У исследования Ваарденбурга также еще одно достоинство: он демонстрирует общность интеллектуальной и методологической традиции этих ученых и их по-настоящему интернациональное единство. Уже со времен первого Ориенталистского конгресса 1873 года ученые, работающие в этой области, были осведомлены о работах друг друга и в полной мере ощущали присутствие своих коллег. Однако Ваарденбург недостаточно явно демонстрирует то, что большинство ориенталистов XIX столетия также были связаны друг с другом узами политики. Карьера Снук-Хюргронье развивалась прямиком от исследователя ислама до советника голландского правительства по делам мусульманских колоний в Индонезии; экспертиза Макдональда и Массиньона по вопросам ислама была востребована колониальными администрациями от Северной Африки и до Пакистана.
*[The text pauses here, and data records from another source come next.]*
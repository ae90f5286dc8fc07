//! Console collaborators for the scripted login demo.
//!
//! Stand-ins for a real web view, host window and certificate dialog that
//! print what the flow asks of them.

use std::future::Future;
use std::time::Duration;
use url::Url;
use webview_auth::{
    BenignCancelCodes, BrowsingSurface, CertificateIdentity, CertificatePrompt, FlowSignal,
    HostShell, LoadFailure, LoadId, TrustDecision,
};

/// Browsing surface that prints every command.
#[derive(Debug, Clone)]
pub struct ConsoleSurface {
    benign: BenignCancelCodes,
}

impl ConsoleSurface {
    /// Create a surface using WebKit's "cancelled" code as the benign cancel.
    #[must_use]
    pub fn new() -> Self {
        Self {
            benign: BenignCancelCodes::new().with("NSURLErrorDomain", -999),
        }
    }
}

impl Default for ConsoleSurface {
    fn default() -> Self {
        Self::new()
    }
}

impl BrowsingSurface for ConsoleSurface {
    fn navigate(&self, url: &Url) {
        println!("  [surface] navigate → {url}");
    }

    fn abort_current_navigation(&self) {
        println!("  [surface] abort current navigation");
    }

    fn proceed_load(&self, load: LoadId) {
        println!("  [surface] proceed {load}");
    }

    fn abort_load(&self, load: LoadId) {
        println!("  [surface] abort {load}");
    }

    fn show(&self) {
        println!("  [surface] show");
    }

    fn hide(&self) {
        println!("  [surface] hide (please wait)");
    }

    fn clear_cookies(&self) {
        println!("  [surface] clear cookies");
    }

    fn is_benign_cancel(&self, failure: &LoadFailure) -> bool {
        self.benign.contains(failure)
    }
}

/// Host shell that prints every signal.
#[derive(Debug, Clone, Copy, Default)]
pub struct ConsoleHost;

impl HostShell for ConsoleHost {
    fn notify(&self, signal: FlowSignal) {
        match signal {
            FlowSignal::PageLoading { authority } => println!("  [host] title: {authority}"),
            FlowSignal::PageLoaded { url } => println!("  [host] loaded {url}"),
            FlowSignal::Completed { success } => println!("  [host] completed (success: {success})"),
            FlowSignal::Cancelled => println!("  [host] cancelled"),
            FlowSignal::Error(error) => println!("  [host] error: {error}"),
        }
    }
}

/// Certificate dialog that "thinks" for a moment, then gives a fixed answer.
#[derive(Debug, Clone, Copy)]
pub struct ScriptedPrompt {
    answer: TrustDecision,
    think_time: Duration,
}

impl ScriptedPrompt {
    /// Create a prompt answering `answer` after `think_time`.
    #[must_use]
    pub const fn new(answer: TrustDecision, think_time: Duration) -> Self {
        Self { answer, think_time }
    }
}

impl CertificatePrompt for ScriptedPrompt {
    fn prompt_user(
        &self,
        identity: &CertificateIdentity,
    ) -> impl Future<Output = TrustDecision> + Send {
        println!("  [dialog] Trust certificate {identity}?");
        let Self { answer, think_time } = *self;
        async move {
            tokio::time::sleep(think_time).await;
            println!("  [dialog] user chose {}", answer.as_str());
            answer
        }
    }
}
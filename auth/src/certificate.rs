//! Certificate identity and trust decisions.

use chrono::{DateTime, Utc};
use serde::{Deserialize, Serialize};

/// Identifies a certificate for trust purposes.
///
/// Two identities are equal when issuer, subject and both validity bounds
/// are equal. This is coarser than comparing the encoded certificate: every
/// certificate presenting the same names and validity window shares one
/// trust decision.
#[derive(Debug, Clone, PartialEq, Eq, Hash, Serialize, Deserialize)]
pub struct CertificateIdentity {
    /// Issuer distinguished name.
    pub issuer: String,
    /// Subject distinguished name.
    pub subject: String,
    /// Start of the validity window.
    pub not_before: DateTime<Utc>,
    /// End of the validity window.
    pub not_after: DateTime<Utc>,
}

impl CertificateIdentity {
    /// Create a new identity.
    #[must_use]
    pub fn new(
        issuer: impl Into<String>,
        subject: impl Into<String>,
        not_before: DateTime<Utc>,
        not_after: DateTime<Utc>,
    ) -> Self {
        Self {
            issuer: issuer.into(),
            subject: subject.into(),
            not_before,
            not_after,
        }
    }
}

impl std::fmt::Display for CertificateIdentity {
    fn fmt(&self, f: &mut std::fmt::Formatter<'_>) -> std::fmt::Result {
        write!(
            f,
            "{} (issued by {}, valid {} to {})",
            self.subject,
            self.issuer,
            self.not_before.format("%Y-%m-%d"),
            self.not_after.format("%Y-%m-%d")
        )
    }
}

/// The user's verdict on a certificate.
#[derive(Debug, Clone, Copy, PartialEq, Eq, Hash, Serialize, Deserialize)]
pub enum TrustDecision {
    /// Let the load proceed despite the warning.
    Trust,
    /// Abort the load.
    Reject,
}

impl TrustDecision {
    /// Returns `true` for [`TrustDecision::Trust`].
    #[must_use]
    pub const fn is_trusted(self) -> bool {
        matches!(self, Self::Trust)
    }

    /// Stable name used in logs.
    #[must_use]
    pub const fn as_str(self) -> &'static str {
        match self {
            Self::Trust => "trust",
            Self::Reject => "reject",
        }
    }
}
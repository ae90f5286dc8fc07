//! Completion classifier trait.

use url::Url;

/// Decides whether a loaded URL completes the login.
///
/// Supplied by the authentication protocol (for OAuth-style logins, "is
/// this the redirect URI"). Any `Fn(&Url) -> bool` closure is a classifier.
pub trait CompletionClassifier: Send + Sync {
    /// Returns `true` if loading `url` completes the flow.
    fn is_completion_url(&self, url: &Url) -> bool;
}

impl<F> CompletionClassifier for F
where
    F: Fn(&Url) -> bool + Send + Sync,
{
    fn is_completion_url(&self, url: &Url) -> bool {
        self(url)
    }
}

/// Matches URLs against a configured redirect URI.
///
/// Scheme, host, port and path must match; query and fragment are ignored
/// (they carry the authorization response), and a trailing `/` on the path
/// is insignificant.
#[derive(Debug, Clone, PartialEq, Eq)]
pub struct RedirectUriClassifier {
    redirect_uri: Url,
}

impl RedirectUriClassifier {
    /// Create a classifier for `redirect_uri`.
    #[must_use]
    pub const fn new(redirect_uri: Url) -> Self {
        Self { redirect_uri }
    }

    /// The configured redirect URI.
    #[must_use]
    pub const fn redirect_uri(&self) -> &Url {
        &self.redirect_uri
    }
}

impl CompletionClassifier for RedirectUriClassifier {
    fn is_completion_url(&self, url: &Url) -> bool {
        let expected = &self.redirect_uri;
        url.scheme() == expected.scheme()
            && url.host_str() == expected.host_str()
            && url.port_or_known_default() == expected.port_or_known_default()
            && url.path().trim_end_matches('/') == expected.path().trim_end_matches('/')
    }
}

#[cfg(test)]
mod tests {
    use super::*;

    fn classifier() -> RedirectUriClassifier {
        RedirectUriClassifier::new(Url::parse("https://app.example.com/auth/callback").unwrap())
    }

    #[test]
    fn test_matches_redirect_uri_ignoring_query_and_fragment() {
        let classifier = classifier();
        assert!(classifier.is_completion_url(
            &Url::parse("https://app.example.com/auth/callback?code=abc&state=xyz").unwrap()
        ));
        assert!(classifier.is_completion_url(
            &Url::parse("https://app.example.com:443/auth/callback/#access_token=t").unwrap()
        ));
    }

    #[test]
    fn test_rejects_other_urls() {
        let classifier = classifier();
        for url in [
            "http://app.example.com/auth/callback",
            "https://evil.example.com/auth/callback",
            "https://app.example.com:8443/auth/callback",
            "https://app.example.com/auth/callback/extra",
            "https://app.example.com/auth",
        ] {
            assert!(!classifier.is_completion_url(&Url::parse(url).unwrap()), "{url}");
        }
    }

    #[test]
    fn test_closures_are_classifiers() {
        let classifier = |url: &Url| url.path() == "/done";
        assert!(classifier.is_completion_url(&Url::parse("https://x.test/done").unwrap()));
    }
}
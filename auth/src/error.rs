//! Error types for the login flow.

use crate::actions::LoadFailure;
use crate::state::AuthFlowState;
use serde::{Deserialize, Serialize};
use thiserror::Error;
use webview_auth_runtime::StoreError;

/// Result type alias for flow operations.
pub type Result<T> = std::result::Result<T, FlowError>;

/// Everything that can go wrong while driving a login flow.
///
/// Only [`UrlAcquisitionFailed`](Self::UrlAcquisitionFailed) and
/// [`NavigationFailed`](Self::NavigationFailed) ever reach the host as an
/// error signal. The other variants describe races and teardown, which are
/// logged and returned to the caller but never shown to the user.
#[derive(Debug, Error, Clone, PartialEq, Eq, Serialize, Deserialize)]
pub enum FlowError {
    // ═══════════════════════════════════════════════════════════
    // Host-visible failures
    // ═══════════════════════════════════════════════════════════

    /// The initial URL could not be obtained.
    #[error("Initial URL could not be obtained: {reason}")]
    UrlAcquisitionFailed {
        /// Reason reported by the URL provider
        reason: String,
    },

    /// The browsing surface reported a non-benign load failure.
    #[error("Navigation failed: {failure}")]
    NavigationFailed {
        /// Failure reported by the browsing surface
        failure: LoadFailure,
    },

    // ═══════════════════════════════════════════════════════════
    // Internal conditions
    // ═══════════════════════════════════════════════════════════

    /// An input arrived in a phase that cannot accept it.
    #[error("{event} is not accepted while the flow is {phase}")]
    ProtocolViolation {
        /// Phase the flow was in
        phase: AuthFlowState,
        /// Name of the rejected input
        event: String,
    },

    /// A certificate prompt was torn down before the user answered.
    #[error("Certificate prompt abandoned before the user answered")]
    TrustPromptAbandoned,

    /// The controller has shut down and no longer accepts input.
    #[error("Flow controller is no longer running")]
    ControllerUnavailable,
}

/// Coarse classification of a [`FlowError`], as reported to the host.
#[derive(Debug, Clone, Copy, PartialEq, Eq, Hash, Serialize, Deserialize)]
pub enum FlowErrorKind {
    /// See [`FlowError::UrlAcquisitionFailed`].
    UrlAcquisition,
    /// See [`FlowError::NavigationFailed`].
    Navigation,
    /// See [`FlowError::ProtocolViolation`].
    ProtocolViolation,
    /// See [`FlowError::TrustPromptAbandoned`].
    TrustPromptAbandoned,
    /// See [`FlowError::ControllerUnavailable`].
    ControllerUnavailable,
}

impl FlowErrorKind {
    /// Stable name used in logs and metric labels.
    #[must_use]
    pub const fn as_str(self) -> &'static str {
        match self {
            Self::UrlAcquisition => "url_acquisition",
            Self::Navigation => "navigation",
            Self::ProtocolViolation => "protocol_violation",
            Self::TrustPromptAbandoned => "trust_prompt_abandoned",
            Self::ControllerUnavailable => "controller_unavailable",
        }
    }
}

impl std::fmt::Display for FlowErrorKind {
    fn fmt(&self, f: &mut std::fmt::Formatter<'_>) -> std::fmt::Result {
        f.write_str(self.as_str())
    }
}

impl FlowError {
    /// Returns the coarse kind of this error.
    #[must_use]
    pub const fn kind(&self) -> FlowErrorKind {
        match self {
            Self::UrlAcquisitionFailed { .. } => FlowErrorKind::UrlAcquisition,
            Self::NavigationFailed { .. } => FlowErrorKind::Navigation,
            Self::ProtocolViolation { .. } => FlowErrorKind::ProtocolViolation,
            Self::TrustPromptAbandoned => FlowErrorKind::TrustPromptAbandoned,
            Self::ControllerUnavailable => FlowErrorKind::ControllerUnavailable,
        }
    }

    /// Returns `true` if the host may offer `retry()` after this error.
    ///
    /// # Examples
    ///
    /// ```
    /// # use webview_auth::FlowError;
    /// let error = FlowError::UrlAcquisitionFailed { reason: "offline".into() };
    /// assert!(error.is_retryable());
    /// assert!(!FlowError::ControllerUnavailable.is_retryable());
    /// ```
    #[must_use]
    pub const fn is_retryable(&self) -> bool {
        matches!(
            self,
            Self::UrlAcquisitionFailed { .. } | Self::NavigationFailed { .. }
        )
    }

    /// Returns `true` if this error is surfaced to the host as an error signal.
    #[must_use]
    pub const fn is_user_visible(&self) -> bool {
        self.is_retryable()
    }
}

impl From<StoreError> for FlowError {
    fn from(error: StoreError) -> Self {
        tracing::debug!(%error, "Store rejected flow input");
        Self::ControllerUnavailable
    }
}
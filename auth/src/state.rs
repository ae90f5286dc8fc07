//! Flow state.

use crate::actions::LoadId;
use crate::config::FlowConfig;
use crate::debounce::RevealDebounce;
use crate::error::FlowError;
use serde::{Deserialize, Serialize};
use std::collections::BTreeSet;
use url::Url;

/// Phase of a login flow.
#[derive(Debug, Clone, Copy, PartialEq, Eq, Hash, Serialize, Deserialize)]
pub enum AuthFlowState {
    /// Created, not started.
    Idle,
    /// Fetching the initial URL and loading it.
    LoadingInitialUrl,
    /// A page transition is in progress.
    Navigating,
    /// At least one load is paused on a certificate decision.
    AwaitingTrustDecision,
    /// The completion URL was reached.
    Completed,
    /// The user cancelled.
    Cancelled,
    /// The attempt failed.
    Failed,
}

impl AuthFlowState {
    /// Returns `true` for `Completed`, `Cancelled` and `Failed`.
    #[must_use]
    pub const fn is_terminal(self) -> bool {
        matches!(self, Self::Completed | Self::Cancelled | Self::Failed)
    }

    /// Returns `true` if navigation events are accepted in this phase.
    #[must_use]
    pub const fn accepts_navigation(self) -> bool {
        matches!(
            self,
            Self::LoadingInitialUrl | Self::Navigating | Self::AwaitingTrustDecision
        )
    }

    /// Lowercase phase name used in logs.
    #[must_use]
    pub const fn as_str(self) -> &'static str {
        match self {
            Self::Idle => "idle",
            Self::LoadingInitialUrl => "loading initial url",
            Self::Navigating => "navigating",
            Self::AwaitingTrustDecision => "awaiting trust decision",
            Self::Completed => "completed",
            Self::Cancelled => "cancelled",
            Self::Failed => "failed",
        }
    }
}

impl std::fmt::Display for AuthFlowState {
    fn fmt(&self, f: &mut std::fmt::Formatter<'_>) -> std::fmt::Result {
        f.write_str(self.as_str())
    }
}

/// State owned by one flow.
#[derive(Debug, Clone)]
pub struct FlowState {
    /// Current phase.
    pub phase: AuthFlowState,
    /// Configuration the flow was built with.
    pub config: FlowConfig,
    /// Failure that put the flow in `Failed`.
    pub failure: Option<FlowError>,
    /// Loads paused on a certificate decision.
    pub awaiting_trust: BTreeSet<LoadId>,
    /// Reveal debounce slot.
    pub reveal: RevealDebounce,
    /// Last URL announced as loaded.
    pub last_loaded: Option<Url>,
    /// Number of attempts started (initial start plus retries).
    pub attempts: u32,
}

impl FlowState {
    /// Create an idle flow.
    #[must_use]
    pub fn new(config: FlowConfig) -> Self {
        Self {
            phase: AuthFlowState::Idle,
            reveal: RevealDebounce::new(config.reveal_delay),
            config,
            failure: None,
            awaiting_trust: BTreeSet::new(),
            last_loaded: None,
            attempts: 0,
        }
    }

    /// Serializable view of the state for the host.
    #[must_use]
    pub fn snapshot(&self) -> FlowSnapshot {
        FlowSnapshot {
            phase: self.phase,
            failure: self.failure.clone(),
            awaiting_trust: self.awaiting_trust.iter().copied().collect(),
            reveal_pending: self.reveal.is_pending(),
            last_loaded: self.last_loaded.clone(),
            attempts: self.attempts,
        }
    }
}

impl Default for FlowState {
    fn default() -> Self {
        Self::new(FlowConfig::default())
    }
}

/// Point-in-time view of a flow, for the host to persist or display.
#[derive(Debug, Clone, PartialEq, Eq, Serialize, Deserialize)]
pub struct FlowSnapshot {
    /// Current phase.
    pub phase: AuthFlowState,
    /// Failure that put the flow in `Failed`.
    pub failure: Option<FlowError>,
    /// Loads paused on a certificate decision, ascending.
    pub awaiting_trust: Vec<LoadId>,
    /// Whether a reveal is armed.
    pub reveal_pending: bool,
    /// Last URL announced as loaded.
    pub last_loaded: Option<Url>,
    /// Number of attempts started.
    pub attempts: u32,
}
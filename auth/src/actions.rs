//! Flow actions.
//!
//! Every input to the flow reducer: host commands, browsing-surface events,
//! and the results of asynchronous work (URL fetch, trust decisions, reveal
//! timers).

use crate::certificate::{CertificateIdentity, TrustDecision};
use crate::debounce::RevealTicket;
use crate::error::FlowError;
use serde::{Deserialize, Serialize};
use url::Url;

/// Identifies a single resource load on the browsing surface.
///
/// Assigned by the surface adapter. A TLS warning carries the id of the
/// load it paused, so the eventual trust decision reaches that load.
#[derive(Debug, Clone, Copy, PartialEq, Eq, Hash, PartialOrd, Ord, Serialize, Deserialize)]
pub struct LoadId(pub u64);

impl std::fmt::Display for LoadId {
    fn fmt(&self, f: &mut std::fmt::Formatter<'_>) -> std::fmt::Result {
        write!(f, "load#{}", self.0)
    }
}

/// A load failure as reported by the browsing engine.
#[derive(Debug, Clone, PartialEq, Eq, Hash, Serialize, Deserialize)]
pub struct LoadFailure {
    /// Error domain (e.g. `NSURLErrorDomain`, `net`).
    pub domain: String,
    /// Engine-specific error code.
    pub code: i64,
    /// Human-readable description.
    pub description: String,
}

impl LoadFailure {
    /// Create a new load failure.
    #[must_use]
    pub fn new(domain: impl Into<String>, code: i64, description: impl Into<String>) -> Self {
        Self {
            domain: domain.into(),
            code,
            description: description.into(),
        }
    }
}

impl std::fmt::Display for LoadFailure {
    fn fmt(&self, f: &mut std::fmt::Formatter<'_>) -> std::fmt::Result {
        write!(f, "{} {}: {}", self.domain, self.code, self.description)
    }
}

/// An event pushed in by the browsing surface.
///
/// Delivered in arrival order; the flow never reorders or batches them.
#[derive(Debug, Clone, PartialEq, Eq, Serialize, Deserialize)]
pub enum NavigationEvent {
    /// A page transition began.
    Started {
        /// Page being loaded
        url: Url,
    },
    /// A page finished loading.
    Finished {
        /// Page that loaded
        url: Url,
    },
    /// A load failed.
    LoadFailed {
        /// Failure reported by the engine
        failure: LoadFailure,
    },
    /// Certificate validation failed for a load; the load is paused.
    TlsWarning {
        /// The paused load
        load: LoadId,
        /// Certificate that failed validation
        certificate: CertificateIdentity,
    },
}

impl NavigationEvent {
    /// Event name used in logs and protocol-violation errors.
    #[must_use]
    pub const fn name(&self) -> &'static str {
        match self {
            Self::Started { .. } => "Started",
            Self::Finished { .. } => "Finished",
            Self::LoadFailed { .. } => "LoadFailed",
            Self::TlsWarning { .. } => "TlsWarning",
        }
    }
}

/// Flow actions.
#[derive(Debug, Clone, PartialEq)]
pub enum FlowAction {
    // ═══════════════════════════════════════════════════════════
    // Host commands
    // ═══════════════════════════════════════════════════════════

    /// Begin the flow. Valid only while idle.
    Start,

    /// Start a new attempt after a retryable failure.
    Retry,

    /// The user dismissed the flow.
    Cancel,

    // ═══════════════════════════════════════════════════════════
    // Browsing surface
    // ═══════════════════════════════════════════════════════════

    /// An event from the browsing surface.
    Navigation(NavigationEvent),

    // ═══════════════════════════════════════════════════════════
    // Effect results
    // ═══════════════════════════════════════════════════════════

    /// The initial URL is available.
    InitialUrlLoaded {
        /// Attempt the URL was requested for
        attempt: u32,
        /// URL to navigate to
        url: Url,
    },

    /// The initial URL could not be obtained.
    InitialUrlFailed {
        /// Attempt the URL was requested for
        attempt: u32,
        /// Provider error
        error: FlowError,
    },

    /// The trust cache answered for a paused load.
    TrustResolved {
        /// The paused load
        load: LoadId,
        /// Certificate the decision applies to
        certificate: CertificateIdentity,
        /// The decision
        decision: TrustDecision,
    },

    /// A reveal timer elapsed.
    RevealElapsed {
        /// Ticket the timer was armed with
        ticket: RevealTicket,
    },
}

impl FlowAction {
    /// Action name used in logs and protocol-violation errors.
    #[must_use]
    pub const fn name(&self) -> &'static str {
        match self {
            Self::Start => "Start",
            Self::Retry => "Retry",
            Self::Cancel => "Cancel",
            Self::Navigation(event) => event.name(),
            Self::InitialUrlLoaded { .. } => "InitialUrlLoaded",
            Self::InitialUrlFailed { .. } => "InitialUrlFailed",
            Self::TrustResolved { .. } => "TrustResolved",
            Self::RevealElapsed { .. } => "RevealElapsed",
        }
    }
}

impl From<NavigationEvent> for FlowAction {
    fn from(event: NavigationEvent) -> Self {
        Self::Navigation(event)
    }
}
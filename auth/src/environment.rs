//! Flow environment.
//!
//! This module defines the environment type for dependency injection
//! in the flow reducer.

use crate::providers::{
    BrowsingSurface, CertificatePrompt, CompletionClassifier, HostShell, InitialUrlProvider,
};
use crate::trust::TrustDecisionCache;
use std::sync::Arc;

/// Flow environment.
///
/// Contains all collaborators needed by the flow reducer.
///
/// # Type Parameters
///
/// - `U`: Initial URL provider
/// - `S`: Browsing surface
/// - `H`: Host shell
/// - `C`: Completion classifier
/// - `P`: Certificate prompt behind the shared trust cache
pub struct FlowEnvironment<U, S, H, C, P>
where
    U: InitialUrlProvider + Clone,
    S: BrowsingSurface + Clone,
    H: HostShell + Clone,
    C: CompletionClassifier + Clone,
    P: CertificatePrompt,
{
    /// Initial URL provider.
    pub urls: U,

    /// Browsing surface.
    pub surface: S,

    /// Host shell receiving signals.
    pub host: H,

    /// Completion classifier.
    pub classifier: C,

    /// Trust decision cache, shared with every flow on the same engine.
    pub trust: Arc<TrustDecisionCache<P>>,
}

impl<U, S, H, C, P> FlowEnvironment<U, S, H, C, P>
where
    U: InitialUrlProvider + Clone,
    S: BrowsingSurface + Clone,
    H: HostShell + Clone,
    C: CompletionClassifier + Clone,
    P: CertificatePrompt,
{
    /// Create a new flow environment.
    #[must_use]
    pub const fn new(
        urls: U,
        surface: S,
        host: H,
        classifier: C,
        trust: Arc<TrustDecisionCache<P>>,
    ) -> Self {
        Self {
            urls,
            surface,
            host,
            classifier,
            trust,
        }
    }
}

// Manual impl: the prompt lives behind `Arc` and need not be `Clone`
impl<U, S, H, C, P> Clone for FlowEnvironment<U, S, H, C, P>
where
    U: InitialUrlProvider + Clone,
    S: BrowsingSurface + Clone,
    H: HostShell + Clone,
    C: CompletionClassifier + Clone,
    P: CertificatePrompt,
{
    fn clone(&self) -> Self {
        Self {
            urls: self.urls.clone(),
            surface: self.surface.clone(),
            host: self.host.clone(),
            classifier: self.classifier.clone(),
            trust: Arc::clone(&self.trust),
        }
    }
}
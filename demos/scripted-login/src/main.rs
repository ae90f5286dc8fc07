//! Scripted login binary
//!
//! Replays what an embedded web view would report during an OAuth login
//! with a self-signed identity provider: two redirects, two sub-resources
//! hitting the same certificate warning at once, and the final redirect URI.

use chrono::{TimeZone, Utc};
use scripted_login::{ConsoleHost, ConsoleSurface, ScriptedPrompt};
use std::sync::Arc;
use std::time::Duration;
use tracing_subscriber::{layer::SubscriberExt, util::SubscriberInitExt};
use url::Url;
use webview_auth::{
    AuthFlowController, CertificateIdentity, FlowConfig, FlowEnvironment, LoadId,
    NavigationEvent, RedirectUriClassifier, StaticUrlProvider, TrustDecision, TrustDecisionCache,
};

#[tokio::main]
async fn main() -> Result<(), Box<dyn std::error::Error>> {
    // Initialize tracing
    tracing_subscriber::registry()
        .with(
            tracing_subscriber::EnvFilter::try_from_default_env()
                .unwrap_or_else(|_| "scripted_login=info,webview_auth=debug".into()),
        )
        .with(tracing_subscriber::fmt::layer())
        .init();
    webview_auth::metrics::describe_metrics();

    println!("=== Scripted Login ===\n");

    let authorize = Url::parse(
        "https://idp.dev.internal/oauth2/authorize?client_id=desktop&response_type=code",
    )?;
    let redirect_uri = Url::parse("https://desktop.app.local/auth/callback")?;

    let trust = Arc::new(TrustDecisionCache::new(ScriptedPrompt::new(
        TrustDecision::Trust,
        Duration::from_millis(300),
    )));
    let env = FlowEnvironment::new(
        StaticUrlProvider::new(authorize.clone()),
        ConsoleSurface::new(),
        ConsoleHost,
        RedirectUriClassifier::new(redirect_uri.clone()),
        Arc::clone(&trust),
    );
    let controller = AuthFlowController::new(
        FlowConfig::new("Sign in to Desktop").with_reveal_delay(Duration::from_millis(150)),
        env,
    );

    println!(">>> start()");
    controller.start().await?.wait().await;

    // The identity provider bounces through two redirects before the login
    // form settles; the surface should stay hidden until then
    let hops = [
        authorize.clone(),
        Url::parse("https://idp.dev.internal/realms/corp/login-actions")?,
        Url::parse("https://idp.dev.internal/realms/corp/login")?,
    ];
    for hop in &hops {
        println!("\n>>> Started / Finished {hop}");
        controller
            .on_navigation_event(NavigationEvent::Started { url: hop.clone() })
            .await?;
        controller
            .on_navigation_event(NavigationEvent::Finished { url: hop.clone() })
            .await?;
    }

    // Stylesheet and script from the same self-signed host, in parallel
    let certificate = CertificateIdentity::new(
        "CN=idp.dev.internal",
        "CN=idp.dev.internal",
        Utc.with_ymd_and_hms(2026, 1, 1, 0, 0, 0).single().ok_or("invalid date")?,
        Utc.with_ymd_and_hms(2027, 1, 1, 0, 0, 0).single().ok_or("invalid date")?,
    );
    println!("\n>>> Two TLS warnings for {certificate}");
    let mut style = controller
        .on_navigation_event(NavigationEvent::TlsWarning {
            load: LoadId(11),
            certificate: certificate.clone(),
        })
        .await?;
    let mut script = controller
        .on_navigation_event(NavigationEvent::TlsWarning {
            load: LoadId(12),
            certificate,
        })
        .await?;
    style.wait().await;
    script.wait().await;
    println!("    phase: {}", controller.phase().await);

    // The user submits the form; the provider redirects to our callback
    let callback = redirect_uri.join("?code=SplxlOBeZQQYbYS6WxSbIA&state=af0ifjsldkj")?;
    println!("\n>>> Started / Finished {callback}");
    controller
        .on_navigation_event(NavigationEvent::Started {
            url: callback.clone(),
        })
        .await?;
    controller
        .on_navigation_event(NavigationEvent::Finished { url: callback })
        .await?;

    controller.shutdown(Duration::from_secs(1)).await?;

    let snapshot = controller.snapshot().await;
    println!("\n=== Journey finished ===");
    println!("  phase:    {}", snapshot.phase);
    println!("  attempts: {}", snapshot.attempts);
    println!("  trust:    {trust:?}");

    Ok(())
}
Как отмечает Ваарденбург (очень коротко), именно эти пятеро ученых в итоге сформировали единый согласованный взгляд на ислам, оказавший обширное влияние на правительственные круги всего западного мира[772]. К наблюдениям Ваарденбурга следует добавить то, что эти ученые завершили и с наибольшей полнотой выразили существовавшую с XVI–XVII веков тенденцию относиться к Востоку не только как к смутной литературной проблеме, но, как выразился Массон-Урсель[773], как к «твердому намерению достаточно овладеть силой языков, чтобы проникать в нравы и мысли, чтобы вторгаться в сами тайны истории»[774].